Financial systems in the GCC is entering a new operational phase as central banks begin to upgrade the infrastructure behind cross-border settlement.

‘Project Aber‘, a joint effort by the Saudi Central Bank and the Central Bank of the UAE, has delivered a clear confirmation that a dual-issued digital currency for interbank payments is technically and operationally viable.

This finding comes at a time when the GCC cross-border payments market is expected to reach 9 billion dollars by 2025, which increases the urgency to remove friction and operational risk from existing channels.

Why Current Systems Need Change

Traditional cross-border settlement across the GCC depends on correspondent banking. Commercial banks must hold large Nostro account balances in multiple jurisdictions.

This creates trapped liquidity that cannot be redeployed, increases compliance work, and slows payment processing. As trade and mobility across the region grow, this structure limits speed and capital efficiency.

Project Aber set out to test a model where central bank digital currency is used directly by commercial banks to settle cross-border obligations. This reduces the need for Nostro accounts and gives banks a more direct path to settlement.

Key Findings From the ‘Project Aber’

Project Aber reached several important outcomes that give central banks and financial institutions a practical direction for future infrastructure decisions.

1. Architectural Resilience

The tested DLT network operates through distributed consensus. Transactions are validated across multiple parties and sites instead of relying on a single central operator. This removes the single point of failure that affects many centralized payment systems. The system can continue operating even if one participant faces technical disruption.

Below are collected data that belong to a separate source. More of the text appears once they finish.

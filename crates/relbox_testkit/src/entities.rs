//! Fixture entities with hand-written bindings.
//!
//! The bindings are written the way generated ones look: one `Property`
//! constant per field, every payload prepared before the first collect,
//! relations bound in `create_entity` and applied in `post_put`.
//!
//! | entity | relations |
//! |---|---|
//! | [`Author`] | `notes`: backlink of `Note.author` |
//! | [`Note`] | `author`: to-one |
//! | [`Teacher`] | `students`: standalone relation [`TEACHES`] |
//! | [`Student`] | `teachers`: backlink of [`TEACHES`] |
//! | [`Sample`] | none, one field of every stored type |

use relbox_codec::{FlatBufferBuilder, FlatBufferReader, PropertyId};
use relbox_core::{
    BuilderExt, CoreError, CoreResult, Entity, EntityId, EntityInfo, Id, IdCell, Property,
    PropertyType, ReaderExt, RelationId, RelationKind, Store, ToMany, ToOne,
};
use std::time::{SystemTime, UNIX_EPOCH};

/// Link table between [`Teacher::students`] and [`Student::teachers`].
pub const TEACHES: RelationId = 1;

/// Owner of notes, reached through the backlink of [`Note::author`].
#[derive(Debug)]
pub struct Author {
    /// Entity id.
    pub id: IdCell,
    /// Display name.
    pub name: String,
    /// Notes whose `author` points here.
    pub notes: ToMany<Note>,
}

impl Author {
    /// Id property.
    pub const ID: Property<Author, Id> = Property::new(1, PropertyType::Long, true);
    /// Name property.
    pub const NAME: Property<Author, String> = Property::new(2, PropertyType::String, false);

    /// A new, unsaved author.
    #[must_use]
    pub fn new(name: &str) -> Self {
        Self {
            id: IdCell::default(),
            name: name.to_string(),
            notes: ToMany::new(),
        }
    }

    fn notes_kind(owner_id: Id) -> RelationKind {
        RelationKind::ToOneBacklink {
            property_id: Note::AUTHOR.id(),
            owner_id,
        }
    }
}

impl Entity for Author {
    const INFO: EntityInfo = EntityInfo::new("Author", 1);

    fn id_cell(&self) -> &IdCell {
        &self.id
    }

    fn collect(&self, id: Id, builder: &mut FlatBufferBuilder, _store: &Store) -> CoreResult<()> {
        let name = builder.prepare_string(Some(self.name.as_str()))?;
        builder.collect(id, Self::ID.slot())?;
        builder.collect_offset(name, Self::NAME.slot())?;
        Ok(())
    }

    fn create_entity(reader: &FlatBufferReader<'_>, store: &Store) -> CoreResult<Self> {
        let id = reader.read_id(Self::ID.slot())?;
        Ok(Self {
            id: IdCell::new(id),
            name: reader.read_string(Self::NAME.slot())?,
            notes: ToMany::bound(Self::notes_kind(id), store),
        })
    }

    fn post_put(&self, id: Id, _is_new: bool, store: &Store) -> CoreResult<()> {
        if !self.notes.is_bound() {
            self.notes.bind(Self::notes_kind(id), store)?;
        }
        self.notes.apply_to_db()
    }
}

/// A note with an optional author.
#[derive(Debug)]
pub struct Note {
    /// Entity id.
    pub id: IdCell,
    /// Body text.
    pub text: String,
    /// Creation date, millisecond precision.
    pub created: Option<SystemTime>,
    /// Who wrote it.
    pub author: ToOne<Author>,
}

impl Note {
    /// Id property.
    pub const ID: Property<Note, Id> = Property::new(1, PropertyType::Long, true);
    /// Text property.
    pub const TEXT: Property<Note, String> = Property::new(2, PropertyType::String, false);
    /// Creation date property.
    pub const CREATED: Property<Note, SystemTime> = Property::new(3, PropertyType::Date, false);
    /// Author relation property.
    pub const AUTHOR: Property<Note, EntityId<Author>> =
        Property::new(4, PropertyType::Relation, false);

    /// A new, unsaved note without author.
    #[must_use]
    pub fn new(text: &str) -> Self {
        Self {
            id: IdCell::default(),
            text: text.to_string(),
            created: None,
            author: ToOne::empty(),
        }
    }
}

impl Entity for Note {
    const INFO: EntityInfo = EntityInfo::new("Note", 2);

    fn id_cell(&self) -> &IdCell {
        &self.id
    }

    fn collect(&self, id: Id, builder: &mut FlatBufferBuilder, store: &Store) -> CoreResult<()> {
        let text = builder.prepare_string(Some(self.text.as_str()))?;
        builder.collect(id, Self::ID.slot())?;
        builder.collect_offset(text, Self::TEXT.slot())?;
        builder.collect_date(self.created, Self::CREATED.slot())?;
        builder.collect_to_one(&self.author, Self::AUTHOR.slot(), store)?;
        Ok(())
    }

    fn create_entity(reader: &FlatBufferReader<'_>, store: &Store) -> CoreResult<Self> {
        Ok(Self {
            id: IdCell::new(reader.read_id(Self::ID.slot())?),
            text: reader.read_string(Self::TEXT.slot())?,
            created: reader.read_optional_date(Self::CREATED.slot())?,
            author: reader.read_to_one(Self::AUTHOR.slot(), store)?,
        })
    }

    fn set_to_one_relation(&self, property_id: PropertyId, target: Option<Id>) -> CoreResult<()> {
        if property_id != Self::AUTHOR.id() {
            return Err(CoreError::illegal_state(format!(
                "Note has no to-one relation with property id {property_id}"
            )));
        }
        self.author.point_to(target);
        Ok(())
    }
}

/// Owner side of the [`TEACHES`] link table.
#[derive(Debug)]
pub struct Teacher {
    /// Entity id.
    pub id: IdCell,
    /// Display name.
    pub name: String,
    /// Linked students.
    pub students: ToMany<Student>,
}

impl Teacher {
    /// Id property.
    pub const ID: Property<Teacher, Id> = Property::new(1, PropertyType::Long, true);
    /// Name property.
    pub const NAME: Property<Teacher, String> = Property::new(2, PropertyType::String, false);

    /// A new, unsaved teacher.
    #[must_use]
    pub fn new(name: &str) -> Self {
        Self {
            id: IdCell::default(),
            name: name.to_string(),
            students: ToMany::new(),
        }
    }

    fn students_kind(owner_id: Id) -> RelationKind {
        RelationKind::Standalone {
            relation_id: TEACHES,
            owner_id,
        }
    }
}

impl Entity for Teacher {
    const INFO: EntityInfo = EntityInfo::new("Teacher", 3);

    fn id_cell(&self) -> &IdCell {
        &self.id
    }

    fn collect(&self, id: Id, builder: &mut FlatBufferBuilder, _store: &Store) -> CoreResult<()> {
        let name = builder.prepare_string(Some(self.name.as_str()))?;
        builder.collect(id, Self::ID.slot())?;
        builder.collect_offset(name, Self::NAME.slot())?;
        Ok(())
    }

    fn create_entity(reader: &FlatBufferReader<'_>, store: &Store) -> CoreResult<Self> {
        let id = reader.read_id(Self::ID.slot())?;
        Ok(Self {
            id: IdCell::new(id),
            name: reader.read_string(Self::NAME.slot())?,
            students: ToMany::bound(Self::students_kind(id), store),
        })
    }

    fn post_put(&self, id: Id, _is_new: bool, store: &Store) -> CoreResult<()> {
        if !self.students.is_bound() {
            self.students.bind(Self::students_kind(id), store)?;
        }
        self.students.apply_to_db()
    }
}

/// Target side of the [`TEACHES`] link table.
#[derive(Debug)]
pub struct Student {
    /// Entity id.
    pub id: IdCell,
    /// Display name.
    pub name: String,
    /// Teachers linking to this student.
    pub teachers: ToMany<Teacher>,
}

impl Student {
    /// Id property.
    pub const ID: Property<Student, Id> = Property::new(1, PropertyType::Long, true);
    /// Name property.
    pub const NAME: Property<Student, String> = Property::new(2, PropertyType::String, false);

    /// A new, unsaved student.
    #[must_use]
    pub fn new(name: &str) -> Self {
        Self {
            id: IdCell::default(),
            name: name.to_string(),
            teachers: ToMany::new(),
        }
    }

    fn teachers_kind(owner_id: Id) -> RelationKind {
        RelationKind::StandaloneBacklink {
            relation_id: TEACHES,
            owner_id,
        }
    }
}

impl Entity for Student {
    const INFO: EntityInfo = EntityInfo::new("Student", 4);

    fn id_cell(&self) -> &IdCell {
        &self.id
    }

    fn collect(&self, id: Id, builder: &mut FlatBufferBuilder, _store: &Store) -> CoreResult<()> {
        let name = builder.prepare_string(Some(self.name.as_str()))?;
        builder.collect(id, Self::ID.slot())?;
        builder.collect_offset(name, Self::NAME.slot())?;
        Ok(())
    }

    fn create_entity(reader: &FlatBufferReader<'_>, store: &Store) -> CoreResult<Self> {
        let id = reader.read_id(Self::ID.slot())?;
        Ok(Self {
            id: IdCell::new(id),
            name: reader.read_string(Self::NAME.slot())?,
            teachers: ToMany::bound(Self::teachers_kind(id), store),
        })
    }

    fn post_put(&self, id: Id, _is_new: bool, store: &Store) -> CoreResult<()> {
        if !self.teachers.is_bound() {
            self.teachers.bind(Self::teachers_kind(id), store)?;
        }
        self.teachers.apply_to_db()
    }
}

/// One field of every stored type.
///
/// Property ids are deliberately not in declaration order, and payloads
/// are prepared in a different order than they are collected.
#[derive(Debug, Clone, PartialEq)]
pub struct Sample {
    /// Entity id.
    pub id: IdCell,
    /// `bool`.
    pub flag: bool,
    /// `i8`.
    pub tiny: i8,
    /// `i16`.
    pub small: i16,
    /// `i32`.
    pub int: i32,
    /// `i64`.
    pub long: i64,
    /// `u32`.
    pub unsigned: u32,
    /// `f32`.
    pub float: f32,
    /// `f64`.
    pub double: f64,
    /// Non-optional string.
    pub text: String,
    /// Optional string.
    pub label: Option<String>,
    /// Non-optional bytes.
    pub blob: Vec<u8>,
    /// Optional bytes.
    pub attachment: Option<Vec<u8>>,
    /// Optional integer.
    pub rank: Option<i32>,
    /// Millisecond date.
    pub date: SystemTime,
    /// Optional millisecond date.
    pub due: Option<SystemTime>,
    /// Nanosecond date.
    pub precise: SystemTime,
}

impl Sample {
    /// Id property.
    pub const ID: Property<Sample, Id> = Property::new(1, PropertyType::Long, true);
    /// `text` property.
    pub const TEXT: Property<Sample, String> = Property::new(9, PropertyType::String, false);
    /// `flag` property.
    pub const FLAG: Property<Sample, bool> = Property::new(2, PropertyType::Bool, false);
    /// `tiny` property.
    pub const TINY: Property<Sample, i8> = Property::new(3, PropertyType::Byte, false);
    /// `small` property.
    pub const SMALL: Property<Sample, i16> = Property::new(4, PropertyType::Short, false);
    /// `int` property.
    pub const INT: Property<Sample, i32> = Property::new(5, PropertyType::Int, false);
    /// `long` property.
    pub const LONG: Property<Sample, i64> = Property::new(6, PropertyType::Long, false);
    /// `unsigned` property.
    pub const UNSIGNED: Property<Sample, u32> = Property::new(16, PropertyType::Int, false);
    /// `float` property.
    pub const FLOAT: Property<Sample, f32> = Property::new(7, PropertyType::Float, false);
    /// `double` property.
    pub const DOUBLE: Property<Sample, f64> = Property::new(8, PropertyType::Double, false);
    /// `label` property.
    pub const LABEL: Property<Sample, Option<String>> =
        Property::new(10, PropertyType::String, false);
    /// `blob` property.
    pub const BLOB: Property<Sample, Vec<u8>> = Property::new(11, PropertyType::ByteVector, false);
    /// `attachment` property.
    pub const ATTACHMENT: Property<Sample, Option<Vec<u8>>> =
        Property::new(12, PropertyType::ByteVector, false);
    /// `rank` property.
    pub const RANK: Property<Sample, Option<i32>> = Property::new(13, PropertyType::Int, false);
    /// `date` property.
    pub const DATE: Property<Sample, SystemTime> = Property::new(14, PropertyType::Date, false);
    /// `due` property.
    pub const DUE: Property<Sample, Option<SystemTime>> =
        Property::new(15, PropertyType::Date, false);
    /// `precise` property.
    pub const PRECISE: Property<Sample, SystemTime> =
        Property::new(17, PropertyType::DateNano, false);
}

impl Default for Sample {
    fn default() -> Self {
        Self {
            id: IdCell::default(),
            flag: false,
            tiny: 0,
            small: 0,
            int: 0,
            long: 0,
            unsigned: 0,
            float: 0.0,
            double: 0.0,
            text: String::new(),
            label: None,
            blob: Vec::new(),
            attachment: None,
            rank: None,
            date: UNIX_EPOCH,
            due: None,
            precise: UNIX_EPOCH,
        }
    }
}

impl Entity for Sample {
    const INFO: EntityInfo = EntityInfo::new("Sample", 5);

    fn id_cell(&self) -> &IdCell {
        &self.id
    }

    fn collect(&self, id: Id, builder: &mut FlatBufferBuilder, _store: &Store) -> CoreResult<()> {
        let attachment = builder.prepare_bytes(self.attachment.as_deref())?;
        let label = builder.prepare_string(self.label.as_deref())?;
        let blob = builder.prepare_bytes(Some(self.blob.as_slice()))?;
        let text = builder.prepare_string(Some(self.text.as_str()))?;

        builder.collect(id, Self::ID.slot())?;
        builder.collect_offset(text, Self::TEXT.slot())?;
        builder.collect(self.flag, Self::FLAG.slot())?;
        builder.collect(self.tiny, Self::TINY.slot())?;
        builder.collect(self.small, Self::SMALL.slot())?;
        builder.collect(self.int, Self::INT.slot())?;
        builder.collect(self.long, Self::LONG.slot())?;
        builder.collect(self.unsigned, Self::UNSIGNED.slot())?;
        builder.collect(self.float, Self::FLOAT.slot())?;
        builder.collect(self.double, Self::DOUBLE.slot())?;
        builder.collect_offset(label, Self::LABEL.slot())?;
        builder.collect_offset(blob, Self::BLOB.slot())?;
        builder.collect_offset(attachment, Self::ATTACHMENT.slot())?;
        builder.collect_optional(self.rank, Self::RANK.slot())?;
        builder.collect_date(Some(self.date), Self::DATE.slot())?;
        builder.collect_date(self.due, Self::DUE.slot())?;
        builder.collect_date_nanos(Some(self.precise), Self::PRECISE.slot())?;
        Ok(())
    }

    fn create_entity(reader: &FlatBufferReader<'_>, _store: &Store) -> CoreResult<Self> {
        Ok(Self {
            id: IdCell::new(reader.read_id(Self::ID.slot())?),
            flag: reader.read(Self::FLAG.slot())?,
            tiny: reader.read(Self::TINY.slot())?,
            small: reader.read(Self::SMALL.slot())?,
            int: reader.read(Self::INT.slot())?,
            long: reader.read(Self::LONG.slot())?,
            unsigned: reader.read(Self::UNSIGNED.slot())?,
            float: reader.read(Self::FLOAT.slot())?,
            double: reader.read(Self::DOUBLE.slot())?,
            text: reader.read_string(Self::TEXT.slot())?,
            label: reader
                .read_optional_string(Self::LABEL.slot())?
                .map(str::to_string),
            blob: reader.read_bytes(Self::BLOB.slot())?,
            attachment: reader
                .read_optional_bytes(Self::ATTACHMENT.slot())?
                .map(<[u8]>::to_vec),
            rank: reader.read_optional(Self::RANK.slot())?,
            date: reader.read_date(Self::DATE.slot())?,
            due: reader.read_optional_date(Self::DUE.slot())?,
            precise: reader.read_date_nanos(Self::PRECISE.slot())?,
        })
    }
}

2. Settlement Without Continuous Central Bank Presence

The settlement process can run even when neither central bank is online. This reduces operational dependency and lowers systemic risk. Commercial banks can transact based on pre-agreed rules that are enforced within the network.

3. Performance and Compliance

The project exceeded performance expectations for transaction throughput. It also met complex requirements around privacy, visibility of money supply, and traceability of issued currency. These conditions are essential for any future production-level network.


Impact on Liquidity and FinTech Development

1. Reduction of Trapped Liquidity

If commercial banks no longer need to maintain Nostro balances across multiple GCC states, they can release significant capital. This strengthens regional trade flows and supports SMEs that rely on faster settlement to manage cash cycles.

As cross-border e-commerce grows in Saudi Arabia, the UAE, and Bahrain, faster settlement supports more predictable operations for merchants and logistics partners.

2. Growth of FinTech Services

A settlement layer that is consistent, policy-backed, and technically reliable provides a foundation for new financial products.

FinTech companies can build services such as automated contract fulfillment and cross-border payment products that settle within minutes instead of days. It becomes easier to introduce smart contract tools for treasury operations, supply chain payments, and regulated digital assets.


Future Expansion of the Framework

1. Delivery versus Payment for Capital Markets

The same network design can support Delivery versus Payment processes for bonds or other dematerialized assets. This introduces a pathway for the GCC to modernize capital market settlement with more certainty, reduced counterparty risk, and clearer auditability.

2. Regional and International Participation

There is potential to expand the system to other central banks. This would support multilateral digital currency settlement across the GCC and beyond. It also positions the region to participate in global digital settlement networks that may form over the next decade.


Conclusion

‘Project Aber’ shows that a dual-issued digital currency backed by central banks can support secure and efficient cross-border payments.

It offers a direct response to liquidity constraints caused by correspondent banking and introduces a more resilient technical model for settlement.

As the GCC payment market grows toward nine billion dollars in value, the findings provide a clear direction for future policy, financial infrastructure, and FinTech expansion across the region.